_WHAT TO DO_: Repeat the whole listing, keeping each line as it is.
++++ RECORDS FOR THE EXERCISE
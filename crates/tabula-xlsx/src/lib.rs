//! XLSX reading and writing for Tabula.
//!
//! The reader deliberately covers only what template discovery and batch
//! ingestion need from a workbook: the first worksheet's cell values, the
//! style index of each cell, merged regions, and the stylesheet those
//! indices point into. Values are kept in their textual form wherever
//! precision matters (see [`CellScalar::Number`]), so a 20-digit identifier
//! survives the trip through a spreadsheet unchanged.
//!
//! The writer produces a fresh single-sheet package from scratch. It does
//! not patch an existing file; export always synthesizes the full part set.

use std::io;

use thiserror::Error;

pub mod cell;
pub mod read;
pub mod styles;
pub mod write;

pub use cell::{date_from_serial, CellScalar};
pub use read::{read_sheet_from_bytes, read_sheet_from_path, TabularSheet};
pub use styles::{BorderSpec, FillSpec, FontSpec, ResolvedStyle, Stylesheet, XfSpec};
pub use write::{SheetWriter, WriteCell};

/// Errors surfaced while reading or writing an XLSX package.
#[derive(Debug, Error)]
pub enum XlsxError {
    #[error("I/O error: {0}")]
    Io(#[from] io::Error),
    #[error("ZIP container error: {0}")]
    Zip(#[from] zip::result::ZipError),
    #[error("XML parse error: {0}")]
    Xml(#[from] quick_xml::Error),
    #[error("XML attribute error: {0}")]
    XmlAttr(#[from] quick_xml::events::attributes::AttrError),
    #[error("XML document error: {0}")]
    XmlDom(#[from] roxmltree::Error),
    #[error("invalid UTF-8 in part: {0}")]
    Utf8(#[from] std::str::Utf8Error),
    #[error("missing required part: {0}")]
    MissingPart(&'static str),
    #[error("workbook has no worksheets")]
    NoWorksheet,
    #[error("invalid cell reference `{0}`")]
    InvalidCellRef(String),
    #[error("invalid range reference `{0}`")]
    InvalidRangeRef(String),
    #[error("invalid package content: {0}")]
    Invalid(String),
}

impl From<tabula_model::RefParseError> for XlsxError {
    fn from(err: tabula_model::RefParseError) -> Self {
        XlsxError::InvalidCellRef(err.to_string())
    }
}

impl From<tabula_model::RangeParseError> for XlsxError {
    fn from(err: tabula_model::RangeParseError) -> Self {
        XlsxError::InvalidRangeRef(err.to_string())
    }
}
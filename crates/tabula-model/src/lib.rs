//! Core data model for the Tabula ingestion engine.
//!
//! This crate is deliberately free of I/O: it defines the column codec,
//! the per-template field schema, required-field rules, upload batches,
//! stored records/values, progress snapshots and validation reports that
//! the other crates persist and move around.

pub mod batch;
pub mod column;
pub mod decimal;
pub mod field;
pub mod progress;
pub mod record;
pub mod rules;
pub mod validation;

pub use batch::{BatchStatus, UploadBatch};
pub use column::{
    col_to_letter, letter_to_col, CellRef, ColumnLetterError, MergedRange, RangeParseError,
    RefParseError,
};
pub use decimal::normalize_decimal;
pub use field::{storage_key, FieldSchema, FieldType, SchemaField};
pub use progress::ProgressSnapshot;
pub use record::{DataRecord, FieldValue};
pub use rules::{RequiredFieldRule, RuleScope};
pub use validation::{FieldCheck, FileValidationReport, RowValidation};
++++++++
_EXERCISE SOLUTION_:
filename crates/tabula-xlsx/src/lib.rs
//! XLSX reading and writing for Tabula.
//!
//! The reader deliberately covers only what template discovery and batch
//! ingestion need from a workbook: the first worksheet's cell values, the
//! style index of each cell, merged regions, and the stylesheet those
//! indices point into. Values are kept in their textual form wherever
//! precision matters (see [`CellScalar::Number`]), so a 20-digit identifier
//! survives the trip through a spreadsheet unchanged.
//!
//! The writer produces a fresh single-sheet package from scratch. It does
//! not patch an existing file; export always synthesizes the full part set.

use std::io;

use thiserror::Error;

pub mod cell;
pub mod read;
pub mod styles;
pub mod write;

pub use cell::{date_from_serial, CellScalar};
pub use read::{read_sheet_from_bytes, read_sheet_from_path, TabularSheet};
pub use styles::{BorderSpec, FillSpec, FontSpec, ResolvedStyle, Stylesheet, XfSpec};
pub use write::{SheetWriter, WriteCell};

/// Errors surfaced while reading or writing an XLSX package.
#[derive(Debug, Error)]
pub enum XlsxError {
    #[error("I/O error: {0}")]
    Io(#[from] io::Error),
    #[error("ZIP container error: {0}")]
    Zip(#[from] zip::result::ZipError),
    #[error("XML parse error: {0}")]
    Xml(#[from] quick_xml::Error),
    #[error("XML attribute error: {0}")]
    XmlAttr(#[from] quick_xml::events::attributes::AttrError),
    #[error("XML document error: {0}")]
    XmlDom(#[from] roxmltree::Error),
    #[error("invalid UTF-8 in part: {0}")]
    Utf8(#[from] std::str::Utf8Error),
    #[error("missing required part: {0}")]
    MissingPart(&'static str),
    #[error("workbook has no worksheets")]
    NoWorksheet,
    #[error("invalid cell reference `{0}`")]
    InvalidCellRef(String),
    #[error("invalid range reference `{0}`")]
    InvalidRangeRef(String),
    #[error("invalid package content: {0}")]
    Invalid(String),
}

impl From<tabula_model::RefParseError> for XlsxError {
    fn from(err: tabula_model::RefParseError) -> Self {
        XlsxError::InvalidCellRef(err.to_string())
    }
}

impl From<tabula_model::RangeParseError> for XlsxError {
    fn from(err: tabula_model::RangeParseError) -> Self {
        XlsxError::InvalidRangeRef(err.to_string())
    }
}
filename crates/tabula-model/src/lib.rs
//! Core data model for the Tabula ingestion engine.
//!
//! This crate is deliberately free of I/O: it defines the column codec,
//! the per-template field schema, required-field rules, upload batches,
//! stored records/values, progress snapshots and validation reports that
//! the other crates persist and move around.

pub mod batch;
pub mod column;
pub mod decimal;
pub mod field;
pub mod progress;
pub mod record;
pub mod rules;
pub mod validation;

pub use batch::{BatchStatus, UploadBatch};
pub use column::{
    col_to_letter, letter_to_col, CellRef, ColumnLetterError, MergedRange, RangeParseError,
    RefParseError,
};
pub use decimal::normalize_decimal;
pub use field::{storage_key, FieldSchema, FieldType, SchemaField};
pub use progress::ProgressSnapshot;
pub use record::{DataRecord, FieldValue};
pub use rules::{RequiredFieldRule, RuleScope};
pub use validation::{FieldCheck, FileValidationReport, RowValidation};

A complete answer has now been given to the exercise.